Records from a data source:
* * * * * * * * *

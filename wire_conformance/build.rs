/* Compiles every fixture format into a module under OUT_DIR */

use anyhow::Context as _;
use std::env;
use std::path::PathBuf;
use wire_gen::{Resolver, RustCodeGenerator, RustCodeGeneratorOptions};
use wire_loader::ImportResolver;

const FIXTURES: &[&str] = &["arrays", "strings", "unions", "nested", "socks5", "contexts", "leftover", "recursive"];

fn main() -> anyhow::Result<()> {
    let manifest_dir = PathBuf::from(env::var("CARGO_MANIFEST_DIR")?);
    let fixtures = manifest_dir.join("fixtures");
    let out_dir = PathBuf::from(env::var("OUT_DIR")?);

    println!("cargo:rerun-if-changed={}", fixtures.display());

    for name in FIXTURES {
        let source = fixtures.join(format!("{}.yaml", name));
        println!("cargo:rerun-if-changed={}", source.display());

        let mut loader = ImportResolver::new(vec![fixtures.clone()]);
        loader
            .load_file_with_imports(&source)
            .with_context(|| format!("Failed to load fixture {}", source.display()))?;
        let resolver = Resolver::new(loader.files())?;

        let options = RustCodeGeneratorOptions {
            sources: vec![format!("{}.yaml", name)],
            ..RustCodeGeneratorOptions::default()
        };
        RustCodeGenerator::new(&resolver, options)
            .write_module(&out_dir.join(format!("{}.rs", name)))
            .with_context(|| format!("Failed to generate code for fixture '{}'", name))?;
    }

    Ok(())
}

* * * * * * * * *

_TASK_
Print exactly, and only, the lines from the line that contains "let resolver = Resolver::new(loader.files())?;" through the last line of the records.

_SOLUTION_
        let resolver = Resolver::new(loader.files())?;

        let options = RustCodeGeneratorOptions {
            sources: vec![format!("{}.yaml", name)],
            ..RustCodeGeneratorOptions::default()
        };
        RustCodeGenerator::new(&resolver, options)
            .write_module(&out_dir.join(format!("{}.rs", name)))
            .with_context(|| format!("Failed to generate code for fixture '{}'", name))?;
    }

    Ok(())
}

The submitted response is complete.